START Dataset excerpts
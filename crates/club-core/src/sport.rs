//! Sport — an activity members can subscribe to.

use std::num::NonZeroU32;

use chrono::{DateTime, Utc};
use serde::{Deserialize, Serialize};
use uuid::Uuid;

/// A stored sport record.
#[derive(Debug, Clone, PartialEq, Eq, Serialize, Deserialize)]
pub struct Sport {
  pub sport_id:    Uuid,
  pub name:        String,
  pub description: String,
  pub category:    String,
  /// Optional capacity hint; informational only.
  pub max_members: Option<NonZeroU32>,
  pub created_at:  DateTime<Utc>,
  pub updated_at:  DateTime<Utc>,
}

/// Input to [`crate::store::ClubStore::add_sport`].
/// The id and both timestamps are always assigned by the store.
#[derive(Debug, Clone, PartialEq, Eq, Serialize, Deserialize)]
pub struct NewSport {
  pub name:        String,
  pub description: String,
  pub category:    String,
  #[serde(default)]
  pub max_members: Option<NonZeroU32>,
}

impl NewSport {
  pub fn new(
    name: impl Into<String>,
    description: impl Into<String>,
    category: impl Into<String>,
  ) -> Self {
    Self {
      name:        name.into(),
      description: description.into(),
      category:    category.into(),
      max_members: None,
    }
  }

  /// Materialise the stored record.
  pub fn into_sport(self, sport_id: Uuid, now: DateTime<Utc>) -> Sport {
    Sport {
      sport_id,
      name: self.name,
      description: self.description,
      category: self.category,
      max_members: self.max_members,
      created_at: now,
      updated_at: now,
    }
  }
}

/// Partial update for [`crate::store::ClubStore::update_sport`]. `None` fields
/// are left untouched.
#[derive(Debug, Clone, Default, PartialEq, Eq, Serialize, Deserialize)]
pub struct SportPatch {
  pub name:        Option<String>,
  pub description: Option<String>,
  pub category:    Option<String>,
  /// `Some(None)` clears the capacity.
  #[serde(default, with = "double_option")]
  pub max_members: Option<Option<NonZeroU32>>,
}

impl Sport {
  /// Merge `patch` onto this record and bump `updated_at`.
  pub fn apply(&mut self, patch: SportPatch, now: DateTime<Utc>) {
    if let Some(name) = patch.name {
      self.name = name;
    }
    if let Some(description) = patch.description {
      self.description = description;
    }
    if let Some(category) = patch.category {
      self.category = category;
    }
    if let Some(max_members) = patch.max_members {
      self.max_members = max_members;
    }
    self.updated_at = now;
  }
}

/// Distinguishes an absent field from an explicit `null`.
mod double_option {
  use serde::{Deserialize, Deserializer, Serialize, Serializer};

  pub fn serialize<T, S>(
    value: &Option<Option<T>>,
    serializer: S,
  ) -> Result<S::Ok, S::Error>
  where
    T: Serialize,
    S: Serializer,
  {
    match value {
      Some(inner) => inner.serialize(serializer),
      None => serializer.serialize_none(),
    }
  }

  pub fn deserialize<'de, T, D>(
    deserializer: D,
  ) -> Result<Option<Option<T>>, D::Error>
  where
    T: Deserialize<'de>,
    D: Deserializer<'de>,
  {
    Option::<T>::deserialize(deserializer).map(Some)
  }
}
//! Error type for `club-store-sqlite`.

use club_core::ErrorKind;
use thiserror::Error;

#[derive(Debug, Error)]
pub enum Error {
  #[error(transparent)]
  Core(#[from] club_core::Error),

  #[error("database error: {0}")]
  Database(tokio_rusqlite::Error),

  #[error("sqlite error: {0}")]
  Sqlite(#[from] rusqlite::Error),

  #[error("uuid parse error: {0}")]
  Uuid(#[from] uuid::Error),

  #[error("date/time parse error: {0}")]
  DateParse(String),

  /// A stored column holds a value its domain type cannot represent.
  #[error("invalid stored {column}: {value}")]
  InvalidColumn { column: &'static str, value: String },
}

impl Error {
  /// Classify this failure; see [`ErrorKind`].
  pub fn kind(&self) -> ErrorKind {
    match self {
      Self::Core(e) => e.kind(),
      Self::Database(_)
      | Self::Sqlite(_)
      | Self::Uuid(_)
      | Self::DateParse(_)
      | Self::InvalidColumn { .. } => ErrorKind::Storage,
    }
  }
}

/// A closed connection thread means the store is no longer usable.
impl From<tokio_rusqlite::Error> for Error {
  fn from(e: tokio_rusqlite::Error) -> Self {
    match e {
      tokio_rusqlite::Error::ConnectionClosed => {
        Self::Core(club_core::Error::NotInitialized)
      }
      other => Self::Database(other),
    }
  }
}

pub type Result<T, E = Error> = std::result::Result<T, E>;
END Dataset excerpts
◆ **Exercise directions**: Write the entries out again exactly.

◆ **Result of this exercise**:
filename crates/club-core/src/sport.rs
//! Sport — an activity members can subscribe to.

use std::num::NonZeroU32;

use chrono::{DateTime, Utc};
use serde::{Deserialize, Serialize};
use uuid::Uuid;

/// A stored sport record.
#[derive(Debug, Clone, PartialEq, Eq, Serialize, Deserialize)]
pub struct Sport {
  pub sport_id:    Uuid,
  pub name:        String,
  pub description: String,
  pub category:    String,
  /// Optional capacity hint; informational only.
  pub max_members: Option<NonZeroU32>,
  pub created_at:  DateTime<Utc>,
  pub updated_at:  DateTime<Utc>,
}

/// Input to [`crate::store::ClubStore::add_sport`].
/// The id and both timestamps are always assigned by the store.
#[derive(Debug, Clone, PartialEq, Eq, Serialize, Deserialize)]
pub struct NewSport {
  pub name:        String,
  pub description: String,
  pub category:    String,
  #[serde(default)]
  pub max_members: Option<NonZeroU32>,
}

impl NewSport {
  pub fn new(
    name: impl Into<String>,
    description: impl Into<String>,
    category: impl Into<String>,
  ) -> Self {
    Self {
      name:        name.into(),
      description: description.into(),
      category:    category.into(),
      max_members: None,
    }
  }

  /// Materialise the stored record.
  pub fn into_sport(self, sport_id: Uuid, now: DateTime<Utc>) -> Sport {
    Sport {
      sport_id,
      name: self.name,
      description: self.description,
      category: self.category,
      max_members: self.max_members,
      created_at: now,
      updated_at: now,
    }
  }
}

/// Partial update for [`crate::store::ClubStore::update_sport`]. `None` fields
/// are left untouched.
#[derive(Debug, Clone, Default, PartialEq, Eq, Serialize, Deserialize)]
pub struct SportPatch {
  pub name:        Option<String>,
  pub description: Option<String>,
  pub category:    Option<String>,
  /// `Some(None)` clears the capacity.
  #[serde(default, with = "double_option")]
  pub max_members: Option<Option<NonZeroU32>>,
}

impl Sport {
  /// Merge `patch` onto this record and bump `updated_at`.
  pub fn apply(&mut self, patch: SportPatch, now: DateTime<Utc>) {
    if let Some(name) = patch.name {
      self.name = name;
    }
    if let Some(description) = patch.description {
      self.description = description;
    }
    if let Some(category) = patch.category {
      self.category = category;
    }
    if let Some(max_members) = patch.max_members {
      self.max_members = max_members;
    }
    self.updated_at = now;
  }
}

/// Distinguishes an absent field from an explicit `null`.
mod double_option {
  use serde::{Deserialize, Deserializer, Serialize, Serializer};

  pub fn serialize<T, S>(
    value: &Option<Option<T>>,
    serializer: S,
  ) -> Result<S::Ok, S::Error>
  where
    T: Serialize,
    S: Serializer,
  {
    match value {
      Some(inner) => inner.serialize(serializer),
      None => serializer.serialize_none(),
    }
  }

  pub fn deserialize<'de, T, D>(
    deserializer: D,
  ) -> Result<Option<Option<T>>, D::Error>
  where
    T: Deserialize<'de>,
    D: Deserializer<'de>,
  {
    Option::<T>::deserialize(deserializer).map(Some)
  }
}
//! Error type for `club-store-sqlite`.

use club_core::ErrorKind;
use thiserror::Error;

#[derive(Debug, Error)]
pub enum Error {
  #[error(transparent)]
  Core(#[from] club_core::Error),

  #[error("database error: {0}")]
  Database(tokio_rusqlite::Error),

  #[error("sqlite error: {0}")]
  Sqlite(#[from] rusqlite::Error),

  #[error("uuid parse error: {0}")]
  Uuid(#[from] uuid::Error),

  #[error("date/time parse error: {0}")]
  DateParse(String),

  /// A stored column holds a value its domain type cannot represent.
  #[error("invalid stored {column}: {value}")]
  InvalidColumn { column: &'static str, value: String },
}

impl Error {
  /// Classify this failure; see [`ErrorKind`].
  pub fn kind(&self) -> ErrorKind {
    match self {
      Self::Core(e) => e.kind(),
      Self::Database(_)
      | Self::Sqlite(_)
      | Self::Uuid(_)
      | Self::DateParse(_)
      | Self::InvalidColumn { .. } => ErrorKind::Storage,
    }
  }
}

/// A closed connection thread means the store is no longer usable.
impl From<tokio_rusqlite::Error> for Error {
  fn from(e: tokio_rusqlite::Error) -> Self {
    match e {
      tokio_rusqlite::Error::ConnectionClosed => {
        Self::Core(club_core::Error::NotInitialized)
      }
      other => Self::Database(other),
    }
  }
}

pub type Result<T, E = Error> = std::result::Result<T, E>;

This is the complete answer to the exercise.